Figure 3: 5-HT and the SER-5 receptor transduce ASI inhibition of ASHs.

(a) ASH calcium responses to 10 mM CuSO₄ in wild-type, ASI neurotransmission blocked, ser-5 mutant, and ser-5p::ser-5 and ASH::ser-5 genetically rescued worms. Summation of the kinematics of Cu²⁺ avoidance behaviours (b,c) and Cu²⁺ sensitivity (d, n≥8 assays) in the worms mentioned above. (e) The expression pattern of ser-5p::ser-5::sl2-GFP and sra-6p::R-GECO1 in ser-5-null mutants. These genes were co-expressed in ASH neurons. Scale bar, 20 μm. (f) The tph-1 lof mutation had a similar effect on the ASH Cu²⁺-elicited Ca²⁺ signals as did genetically silencing ASI with TeTx, and the defect was rescued by tph-1p::tph-1 ectoexpression. (g) The defect of the ASH Ca²⁺ transients in the tph-1 mutants was rescued by application of 5 mM exogenous 5-HT. Summation of the kinematics of Cu²⁺ avoidance behaviours (h,i) and Cu²⁺ sensitivity (j, n≥8 assays) in the worms denoted.

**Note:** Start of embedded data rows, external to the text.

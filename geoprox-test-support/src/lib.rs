//! Shared test utilities used across geoprox crates.

pub mod tracing {
    //! In-memory capture of spans and events for instrumentation assertions.
    use std::collections::HashMap;
    use std::fmt::{self, Write as _};
    use std::sync::{Arc, Mutex, MutexGuard, PoisonError};

    use tracing::field::{Field, Visit};
    use tracing::span::{Attributes, Id, Record};
    use tracing::{Event, Level, Subscriber};
    use tracing_subscriber::Layer;
    use tracing_subscriber::layer::{Context, SubscriberExt};
    use tracing_subscriber::registry::LookupSpan;

    /// Layer that keeps every closed span and emitted event in memory.
    ///
    /// Clones share storage, so a test can hand one clone to the subscriber
    /// and keep another for assertions.
    #[derive(Clone, Default)]
    pub struct RecordingLayer {
        spans: Arc<Mutex<Vec<SpanRecord>>>,
        events: Arc<Mutex<Vec<EventRecord>>>,
    }

    impl RecordingLayer {
        /// Closed spans in completion order.
        ///
        /// # Examples
        /// ```
        /// use geoprox_test_support::tracing::RecordingLayer;
        ///
        /// let layer = RecordingLayer::default();
        /// assert!(layer.spans().is_empty());
        /// ```
        #[must_use]
        pub fn spans(&self) -> Vec<SpanRecord> {
            lock(&self.spans).clone()
        }

        /// Emitted events in emission order.
        #[must_use]
        pub fn events(&self) -> Vec<EventRecord> {
            lock(&self.events).clone()
        }

        /// First closed span called `name`, if any.
        #[must_use]
        pub fn span(&self, name: &str) -> Option<SpanRecord> {
            lock(&self.spans)
                .iter()
                .find(|span| span.name == name)
                .cloned()
        }

        /// Events whose `message` field equals `message`.
        #[must_use]
        pub fn events_with_message(&self, message: &str) -> Vec<EventRecord> {
            lock(&self.events)
                .iter()
                .filter(|event| event.message() == Some(message))
                .cloned()
                .collect()
        }
    }

    /// Runs `f` under a fresh registry carrying a [`RecordingLayer`] and
    /// returns its result alongside the captured records.
    ///
    /// # Examples
    /// ```
    /// use geoprox_test_support::tracing::capture;
    ///
    /// let ((), layer) = capture(|| tracing::info!(cycle = 1, "completed fetch cycle"));
    /// let events = layer.events_with_message("completed fetch cycle");
    /// assert_eq!(events[0].field("cycle"), Some("1"));
    /// ```
    pub fn capture<R>(f: impl FnOnce() -> R) -> (R, RecordingLayer) {
        let layer = RecordingLayer::default();
        let subscriber = tracing_subscriber::registry().with(layer.clone());
        let result = tracing::subscriber::with_default(subscriber, f);
        (result, layer)
    }

    /// Snapshot of a closed span.
    #[derive(Debug, Clone, PartialEq, Eq)]
    pub struct SpanRecord {
        /// Span name from the callsite metadata.
        pub name: String,
        /// Level the span was created at.
        pub level: Level,
        /// Fields recorded at creation or later via `Span::record`.
        pub fields: HashMap<String, String>,
    }

    impl SpanRecord {
        /// Rendered value of `name`, if recorded.
        #[must_use]
        pub fn field(&self, name: &str) -> Option<&str> {
            self.fields.get(name).map(String::as_str)
        }
    }

    /// Snapshot of an emitted event.
    #[derive(Debug, Clone, PartialEq, Eq)]
    pub struct EventRecord {
        /// Event level.
        pub level: Level,
        /// Event target, usually the emitting module path.
        pub target: String,
        /// Name of the innermost span active when the event fired.
        pub parent: Option<String>,
        /// Structured fields, including `message`.
        pub fields: HashMap<String, String>,
    }

    impl EventRecord {
        /// Rendered value of `name`, if recorded.
        #[must_use]
        pub fn field(&self, name: &str) -> Option<&str> {
            self.fields.get(name).map(String::as_str)
        }

        /// The formatted event message.
        #[must_use]
        pub fn message(&self) -> Option<&str> {
            self.field("message")
        }
    }

    struct OpenSpan {
        name: String,
        level: Level,
        fields: HashMap<String, String>,
    }

    impl<S> Layer<S> for RecordingLayer
    where
        S: Subscriber + for<'span> LookupSpan<'span>,
    {
        fn on_new_span(&self, attrs: &Attributes<'_>, id: &Id, ctx: Context<'_, S>) {
            let Some(span) = ctx.span(id) else {
                return;
            };
            let mut open = OpenSpan {
                name: attrs.metadata().name().to_owned(),
                level: *attrs.metadata().level(),
                fields: HashMap::new(),
            };
            attrs.record(&mut FieldVisitor(&mut open.fields));
            span.extensions_mut().insert(open);
        }

        fn on_record(&self, id: &Id, values: &Record<'_>, ctx: Context<'_, S>) {
            let Some(span) = ctx.span(id) else {
                return;
            };
            if let Some(open) = span.extensions_mut().get_mut::<OpenSpan>() {
                values.record(&mut FieldVisitor(&mut open.fields));
            }
        }

        fn on_close(&self, id: Id, ctx: Context<'_, S>) {
            let Some(span) = ctx.span(&id) else {
                return;
            };
            let Some(open) = span.extensions_mut().remove::<OpenSpan>() else {
                return;
            };
            lock(&self.spans).push(SpanRecord {
                name: open.name,
                level: open.level,
                fields: open.fields,
            });
        }

        fn on_event(&self, event: &Event<'_>, ctx: Context<'_, S>) {
            let mut fields = HashMap::new();
            event.record(&mut FieldVisitor(&mut fields));
            let parent = ctx.event_span(event).map(|span| span.name().to_owned());
            lock(&self.events).push(EventRecord {
                level: *event.metadata().level(),
                target: event.metadata().target().to_owned(),
                parent,
                fields,
            });
        }
    }

    struct FieldVisitor<'a>(&'a mut HashMap<String, String>);

    impl FieldVisitor<'_> {
        fn put(&mut self, field: &Field, value: String) {
            self.0.insert(field.name().to_owned(), value);
        }
    }

    impl Visit for FieldVisitor<'_> {
        fn record_debug(&mut self, field: &Field, value: &dyn fmt::Debug) {
            self.put(field, format!("{value:?}"));
        }

        fn record_str(&mut self, field: &Field, value: &str) {
            self.put(field, value.to_owned());
        }

        fn record_error(&mut self, field: &Field, value: &(dyn std::error::Error + 'static)) {
            self.put(field, value.to_string());
        }

        fn record_bytes(&mut self, field: &Field, value: &[u8]) {
            let mut hex = String::with_capacity(value.len() * 2);
            for byte in value {
                let _ = write!(hex, "{byte:02x}");
            }
            self.put(field, hex);
        }

        fn record_bool(&mut self, field: &Field, value: bool) {
            self.put(field, value.to_string());
        }

        fn record_i64(&mut self, field: &Field, value: i64) {
            self.put(field, value.to_string());
        }

        fn record_u64(&mut self, field: &Field, value: u64) {
            self.put(field, value.to_string());
        }

        fn record_f64(&mut self, field: &Field, value: f64) {
            self.put(field, value.to_string());
        }
    }

    // A panicking test must not hide records from the assertions that follow.
    fn lock<T>(mutex: &Mutex<T>) -> MutexGuard<'_, T> {
        mutex.lock().unwrap_or_else(PoisonError::into_inner)
    }

}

All data are expressed as means±s.e.m. The number on each bar indicates the number of independent tests for each genotype. One-way analysis of variance (ANOVA) test in a–c and f–i, and two-way ANOVA test in d and j. Corrected with Bonferroni t-test. Values that differ significantly are indicated (*P≤0.05, **P≤0.01 and ***P≤0.001 compared with the wild-type N2 control).